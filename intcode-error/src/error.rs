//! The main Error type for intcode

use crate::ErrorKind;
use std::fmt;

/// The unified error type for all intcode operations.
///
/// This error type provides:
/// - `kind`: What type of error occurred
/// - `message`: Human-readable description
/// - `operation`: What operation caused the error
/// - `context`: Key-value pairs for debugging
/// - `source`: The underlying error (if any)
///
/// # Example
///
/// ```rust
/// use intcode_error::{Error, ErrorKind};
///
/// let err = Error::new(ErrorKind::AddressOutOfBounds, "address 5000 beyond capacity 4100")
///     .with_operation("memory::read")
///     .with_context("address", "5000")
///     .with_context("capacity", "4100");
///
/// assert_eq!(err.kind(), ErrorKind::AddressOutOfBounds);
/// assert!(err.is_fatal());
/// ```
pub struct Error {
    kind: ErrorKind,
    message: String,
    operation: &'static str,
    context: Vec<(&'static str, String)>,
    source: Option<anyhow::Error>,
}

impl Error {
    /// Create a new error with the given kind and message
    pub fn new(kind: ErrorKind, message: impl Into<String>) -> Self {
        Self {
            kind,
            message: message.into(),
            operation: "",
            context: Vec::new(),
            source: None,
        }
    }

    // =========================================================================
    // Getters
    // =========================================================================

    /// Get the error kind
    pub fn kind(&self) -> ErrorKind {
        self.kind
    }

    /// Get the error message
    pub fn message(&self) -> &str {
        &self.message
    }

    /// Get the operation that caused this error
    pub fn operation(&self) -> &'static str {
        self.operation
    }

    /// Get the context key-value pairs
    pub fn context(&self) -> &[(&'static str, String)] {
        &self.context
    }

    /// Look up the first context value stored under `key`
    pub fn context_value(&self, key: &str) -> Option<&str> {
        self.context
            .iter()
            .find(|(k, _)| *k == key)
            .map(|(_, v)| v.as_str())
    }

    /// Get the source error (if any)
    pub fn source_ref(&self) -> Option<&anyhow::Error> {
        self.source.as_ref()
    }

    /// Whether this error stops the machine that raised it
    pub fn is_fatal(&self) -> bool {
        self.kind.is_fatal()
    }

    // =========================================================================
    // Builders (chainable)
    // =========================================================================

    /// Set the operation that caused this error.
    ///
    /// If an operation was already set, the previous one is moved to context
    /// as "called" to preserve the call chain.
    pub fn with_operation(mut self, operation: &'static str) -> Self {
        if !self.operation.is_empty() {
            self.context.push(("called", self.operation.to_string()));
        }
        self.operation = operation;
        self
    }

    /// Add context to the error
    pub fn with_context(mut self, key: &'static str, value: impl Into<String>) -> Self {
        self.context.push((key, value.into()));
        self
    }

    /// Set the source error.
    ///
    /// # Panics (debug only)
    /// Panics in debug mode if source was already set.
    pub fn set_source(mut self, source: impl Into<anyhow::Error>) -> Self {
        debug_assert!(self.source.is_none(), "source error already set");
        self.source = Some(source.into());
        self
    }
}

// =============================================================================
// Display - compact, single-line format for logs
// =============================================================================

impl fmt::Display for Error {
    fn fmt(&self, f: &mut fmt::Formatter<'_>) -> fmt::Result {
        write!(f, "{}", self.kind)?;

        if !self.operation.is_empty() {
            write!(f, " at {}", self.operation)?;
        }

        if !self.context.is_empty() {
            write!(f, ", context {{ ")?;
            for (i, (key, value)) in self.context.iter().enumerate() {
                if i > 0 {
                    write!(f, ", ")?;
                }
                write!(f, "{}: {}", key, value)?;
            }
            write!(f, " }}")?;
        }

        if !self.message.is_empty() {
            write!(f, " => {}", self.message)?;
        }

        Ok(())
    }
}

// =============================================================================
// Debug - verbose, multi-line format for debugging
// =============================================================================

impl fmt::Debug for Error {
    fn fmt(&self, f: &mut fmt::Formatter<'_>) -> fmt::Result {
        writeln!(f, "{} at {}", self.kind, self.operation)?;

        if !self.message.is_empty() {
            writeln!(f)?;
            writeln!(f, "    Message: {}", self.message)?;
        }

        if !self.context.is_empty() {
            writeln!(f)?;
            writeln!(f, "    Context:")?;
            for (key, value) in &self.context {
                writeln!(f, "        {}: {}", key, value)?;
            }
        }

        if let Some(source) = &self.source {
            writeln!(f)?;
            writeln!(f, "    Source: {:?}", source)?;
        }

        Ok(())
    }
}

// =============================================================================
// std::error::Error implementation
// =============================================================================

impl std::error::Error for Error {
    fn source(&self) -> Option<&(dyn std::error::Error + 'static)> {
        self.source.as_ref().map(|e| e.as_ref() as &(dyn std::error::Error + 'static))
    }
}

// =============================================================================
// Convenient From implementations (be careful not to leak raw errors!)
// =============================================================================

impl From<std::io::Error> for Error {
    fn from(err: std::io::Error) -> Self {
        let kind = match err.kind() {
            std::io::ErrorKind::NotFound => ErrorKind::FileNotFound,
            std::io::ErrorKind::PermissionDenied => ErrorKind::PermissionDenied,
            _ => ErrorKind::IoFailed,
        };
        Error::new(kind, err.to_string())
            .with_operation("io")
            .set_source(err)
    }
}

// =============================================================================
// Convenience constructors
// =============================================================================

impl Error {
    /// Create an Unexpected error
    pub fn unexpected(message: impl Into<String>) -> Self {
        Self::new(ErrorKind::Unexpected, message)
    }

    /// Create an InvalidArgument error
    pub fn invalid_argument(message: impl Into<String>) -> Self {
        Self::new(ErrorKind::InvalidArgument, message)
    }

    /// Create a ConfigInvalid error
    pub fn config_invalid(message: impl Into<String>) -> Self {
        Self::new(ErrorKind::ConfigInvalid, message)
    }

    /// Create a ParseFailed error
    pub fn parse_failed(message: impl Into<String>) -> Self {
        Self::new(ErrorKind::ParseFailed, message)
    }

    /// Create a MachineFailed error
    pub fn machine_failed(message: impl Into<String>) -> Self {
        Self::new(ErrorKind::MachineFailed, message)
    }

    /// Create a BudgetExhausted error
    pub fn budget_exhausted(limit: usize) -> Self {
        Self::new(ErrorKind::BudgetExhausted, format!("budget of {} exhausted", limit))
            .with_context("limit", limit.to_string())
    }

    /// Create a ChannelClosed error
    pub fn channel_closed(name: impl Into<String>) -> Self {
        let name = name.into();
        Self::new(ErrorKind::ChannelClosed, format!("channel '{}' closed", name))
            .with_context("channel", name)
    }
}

**********

▶ **WHAT IS EXPECTED**
Where does the string "debugging" appear in the records above? Return every line that holds it.

▶ **SOLUTION TO THIS TASK**
/// - `context`: Key-value pairs for debugging
// Debug - verbose, multi-line format for debugging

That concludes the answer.